Building a table from scratch is a ton of work, so most developers reach for a component library. We’ve built with a lot of these over the years, and have consistently run into a couple of problems:
First, there can be a lot of mental overhead with standalone component libraries: learning the APIs, and spelunking through docs and examples to find something you can copy/paste. And yet, once your data is in the table, it’s usually still pretty bare bones. You’ve got to manually add advanced functionality, customize your column formats, and then you have to figure out how to make your table look good. Sometimes, you’ll end up leveraging style properties, but usually you have to write some (or, a lot of) CSS.

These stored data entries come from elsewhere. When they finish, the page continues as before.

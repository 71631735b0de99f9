//! Material document container and queries.

use crate::element::{Material, NodeDef, NodeElement, NodeGraph, OutputElement};
use std::collections::HashMap;

/// A loaded material document.
///
/// Holds node definitions, node graphs, free-standing nodes and outputs,
/// and materials. Node and output names are expected to be unique across
/// the document; lookups search document-level elements first and node
/// graphs second.
#[derive(Debug, Default)]
pub struct Document {
    node_defs: HashMap<String, NodeDef>,
    node_graphs: Vec<NodeGraph>,
    materials: Vec<Material>,
    nodes: Vec<NodeElement>,
    outputs: Vec<OutputElement>,
}

impl Document {
    /// Creates an empty document.
    pub fn new() -> Self {
        Self::default()
    }

    /// Registers a node definition.
    pub fn add_node_def(&mut self, def: NodeDef) {
        self.node_defs.insert(def.name.clone(), def);
    }

    /// Finds a node definition by name.
    pub fn node_def(&self, name: &str) -> Option<&NodeDef> {
        self.node_defs.get(name)
    }

    /// Adds a node graph.
    pub fn add_node_graph(&mut self, graph: NodeGraph) {
        self.node_graphs.push(graph);
    }

    /// Finds a node graph by name.
    pub fn node_graph(&self, name: &str) -> Option<&NodeGraph> {
        self.node_graphs.iter().find(|g| g.name == name)
    }

    /// Adds a material.
    pub fn add_material(&mut self, material: Material) {
        self.materials.push(material);
    }

    /// Finds a material by name.
    pub fn material(&self, name: &str) -> Option<&Material> {
        self.materials.iter().find(|m| m.name == name)
    }

    /// Adds a free-standing node instance.
    pub fn add_node(&mut self, node: NodeElement) {
        self.nodes.push(node);
    }

    /// Adds a free-standing output element.
    pub fn add_output(&mut self, output: OutputElement) {
        self.outputs.push(output);
    }

    /// Finds a node instance anywhere in the document.
    pub fn node(&self, name: &str) -> Option<&NodeElement> {
        self.nodes
            .iter()
            .find(|n| n.name == name)
            .or_else(|| self.node_graphs.iter().find_map(|g| g.node(name)))
    }

    /// Finds an output element anywhere in the document.
    pub fn output(&self, name: &str) -> Option<&OutputElement> {
        self.outputs
            .iter()
            .find(|o| o.name == name)
            .or_else(|| self.node_graphs.iter().find_map(|g| g.output(name)))
    }

    /// Finds a named output of a named node graph.
    pub fn graph_output(&self, graph: &str, output: &str) -> Option<&OutputElement> {
        self.node_graph(graph).and_then(|g| g.output(output))
    }

    /// The node graph that declares the given output element, if any.
    pub fn parent_graph_of_output(&self, output: &str) -> Option<&NodeGraph> {
        self.node_graphs.iter().find(|g| g.output(output).is_some())
    }
}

Your table also has to be fast. Rendering, scrolling, and editing interactions might feel snappy at 100 rows, but as your dataset grows, a lot of table components become painfully slow. At that point, you have to set up pagination or virtualization, and your table’s performance may still leave users frustrated.
Enter our new Table component. Here are a few of the key improvements we’ve made:
- Table’s performance is constant, whether you have 100 or 100,000 rows. Every interaction, scroll, and render is fast. We’re continuously investing in our performance infrastructure, too (we built and maintain our own custom virtualizer).
- Table auto-detects data types and will generate columns across dates, tags, links, booleans, and more.
- It’s really easy to link your data to actions–whether it’s cell level (e.g. opening a modal on cell click) or row level (e.g. opening another app on row click).
- Filtering, downloading data, and other complex end-user functionality are all built into Table’s toolbar, with support for custom buttons as well.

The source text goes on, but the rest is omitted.